*** Block opens ***

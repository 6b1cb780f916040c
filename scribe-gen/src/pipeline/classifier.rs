//! Topic intent classification
//!
//! Classification is an ordered rule list evaluated over normalized topic text.
//! The first matching rule wins, so a topic carrying both review and tutorial
//! vocabulary ("二手手机验机教程推荐") resolves to [`Archetype::Review`].

use crate::types::Archetype;

/// One classification rule: archetype chosen when any keyword occurs in the topic
#[derive(Debug, Clone, Copy)]
pub struct IntentRule {
    pub archetype: Archetype,
    pub keywords: &'static [&'static str],
}

impl IntentRule {
    /// `topic` must already be normalized
    fn matches(&self, topic: &str) -> bool {
        self.keywords.iter().any(|keyword| topic.contains(keyword))
    }
}

/// Rules in priority order. Keywords are lower-case.
pub const INTENT_RULES: &[IntentRule] = &[
    IntentRule {
        archetype: Archetype::Review,
        keywords: &["推荐", "排行", "值得买", "二手", "性价比", "review", "best ", " vs "],
    },
    IntentRule {
        archetype: Archetype::Tutorial,
        keywords: &["怎么", "如何", "步骤", "教程", "指南", "验机", "how to", "tutorial", "guide"],
    },
];

/// Archetype used when no rule matches
pub const FALLBACK_ARCHETYPE: Archetype = Archetype::General;

/// Normalize topic text for matching
fn normalize(topic: &str) -> String {
    topic.trim().to_lowercase()
}

/// Classify a topic. Pure and total.
pub fn classify(topic: &str) -> Archetype {
    let normalized = normalize(topic);
    INTENT_RULES
        .iter()
        .find(|rule| rule.matches(&normalized))
        .map(|rule| rule.archetype)
        .unwrap_or(FALLBACK_ARCHETYPE)
}
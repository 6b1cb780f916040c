//! Shared test doubles for scribe-gen integration tests
//!
//! Backends are scripted by trigger text: the first rule whose trigger occurs in
//! the rendered system or user prompt decides the reply.

#![allow(dead_code)]

use async_trait::async_trait;
use scribe_gen::pipeline::directives::DirectiveTable;
use scribe_gen::pipeline::dispatcher::DispatchConfig;
use scribe_gen::pipeline::placeholders::PlaceholderResolver;
use scribe_gen::pipeline::{Pipeline, PipelineConfig};
use scribe_gen::types::{MediaLookup, RenderedPrompt, TextGenerator, UnitFailure};
use scribe_gen::{build_router, AppState};
use scribe_common::FailurePolicy;
use std::collections::HashMap;
use std::sync::atomic::{AtomicUsize, Ordering};
use std::sync::{Arc, Mutex};
use std::time::Duration;

/// What a scripted backend does when a trigger matches
#[derive(Debug, Clone)]
pub enum Behavior {
    Reply(String),
    Status(u16, &'static str),
    Hang,
}

/// Scripted text generator
///
/// Without a matching rule it answers `改写：<user prompt>`.
#[derive(Default)]
pub struct ScriptedBackend {
    rules: Vec<(&'static str, Behavior)>,
    calls: AtomicUsize,
    prompts: Mutex<Vec<RenderedPrompt>>,
}

impl ScriptedBackend {
    pub fn new() -> Self {
        Self::default()
    }

    pub fn on(mut self, trigger: &'static str, behavior: Behavior) -> Self {
        self.rules.push((trigger, behavior));
        self
    }

    pub fn calls(&self) -> usize {
        self.calls.load(Ordering::SeqCst)
    }

    pub fn prompts(&self) -> Vec<RenderedPrompt> {
        self.prompts.lock().unwrap().clone()
    }
}

#[async_trait]
impl TextGenerator for ScriptedBackend {
    fn name(&self) -> &'static str {
        "scripted"
    }

    async fn generate(&self, prompt: &RenderedPrompt) -> Result<String, UnitFailure> {
        self.calls.fetch_add(1, Ordering::SeqCst);
        self.prompts.lock().unwrap().push(prompt.clone());

        let rule = self
            .rules
            .iter()
            .find(|(trigger, _)| prompt.system.contains(trigger) || prompt.user.contains(trigger));

        match rule.map(|(_, behavior)| behavior.clone()) {
            Some(Behavior::Reply(text)) => Ok(text),
            Some(Behavior::Status(status, message)) => Err(UnitFailure::from_status(status, message)),
            Some(Behavior::Hang) => {
                tokio::time::sleep(Duration::from_secs(30)).await;
                Ok("too late".to_string())
            }
            None => Ok(format!("改写：{}", prompt.user)),
        }
    }
}

/// Media lookup backed by a fixed keyword map
#[derive(Default)]
pub struct FixedMedia {
    urls: HashMap<String, String>,
}

impl FixedMedia {
    pub fn with(mut self, keyword: &str, url: &str) -> Self {
        self.urls.insert(keyword.to_string(), url.to_string());
        self
    }
}

#[async_trait]
impl MediaLookup for FixedMedia {
    fn name(&self) -> &'static str {
        "fixed"
    }

    async fn lookup(&self, keyword: &str) -> Option<String> {
        self.urls.get(keyword).cloned()
    }
}

/// Pipeline settings with a short unit timeout
pub fn test_config() -> PipelineConfig {
    PipelineConfig {
        dispatch: DispatchConfig {
            max_concurrency: 4,
            unit_timeout: Duration::from_millis(200),
        },
        min_block_chars: 5,
        default_policy: FailurePolicy::Retain,
    }
}

/// Pipeline over the bundled directives; one backend serves every flow
pub fn test_pipeline(backend: Arc<ScriptedBackend>, media: FixedMedia) -> Pipeline {
    let directives = DirectiveTable::bundled().expect("bundled directives must load");
    let placeholders = PlaceholderResolver::new(Arc::new(media), Duration::from_millis(200), 4);
    Pipeline::new(
        Arc::new(directives),
        backend.clone(),
        backend,
        placeholders,
        test_config(),
    )
}

/// In-process router plus its state
pub fn test_app(backend: Arc<ScriptedBackend>, media: FixedMedia) -> (axum::Router, AppState) {
    let state = AppState::new(Arc::new(test_pipeline(backend, media)));
    (build_router(state.clone()), state)
}
//! Access flags for classes, fields and methods.
//!
//! The class file stores one `u2` access mask per class, field and method (JVMS 4.1, 4.5,
//! 4.6). The bit values overlap between the three contexts (`0x0020` is `ACC_SUPER` on a
//! class and `ACC_SYNCHRONIZED` on a method), so a single flag set carries every name and the
//! context decides which ones are meaningful.

use bitflags::bitflags;

bitflags! {
    #[derive(PartialEq, Eq, Debug, Clone, Copy, Hash)]
    /// Access and property flags of a class, field or method
    pub struct AccessFlags: u16 {
        /// Declared public; may be accessed from outside its package
        const PUBLIC = 0x0001;
        /// Declared private; accessible only within the defining class
        const PRIVATE = 0x0002;
        /// Declared protected; may be accessed within subclasses
        const PROTECTED = 0x0004;
        /// Declared static
        const STATIC = 0x0008;
        /// Declared final
        const FINAL = 0x0010;
        /// Class: treat superclass methods specially when invoked by `invokespecial`
        const SUPER = 0x0020;
        /// Method: invocation is wrapped by a monitor use
        const SYNCHRONIZED = 0x0020;
        /// Field: declared volatile
        const VOLATILE = 0x0040;
        /// Method: a bridge method, generated by the compiler
        const BRIDGE = 0x0040;
        /// Field: declared transient
        const TRANSIENT = 0x0080;
        /// Method: declared with a variable number of arguments
        const VARARGS = 0x0080;
        /// Method: declared native
        const NATIVE = 0x0100;
        /// Class: is an interface, not a class
        const INTERFACE = 0x0200;
        /// Declared abstract
        const ABSTRACT = 0x0400;
        /// Method: floating-point mode is FP-strict
        const STRICT = 0x0800;
        /// Not present in source code
        const SYNTHETIC = 0x1000;
        /// Class: declared as an annotation interface
        const ANNOTATION = 0x2000;
        /// Declared as an enum class or an element of one
        const ENUM = 0x4000;
        /// Class: is a module, not a class or interface
        const MODULE = 0x8000;
    }
}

*** Block closes ***

● **Problem requirements**:
Going through the listing above, copy out every line that has the string "contains".

● **Result of this exercise**:
        self.keywords.iter().any(|keyword| topic.contains(keyword))
            .find(|(trigger, _)| prompt.system.contains(trigger) || prompt.user.contains(trigger));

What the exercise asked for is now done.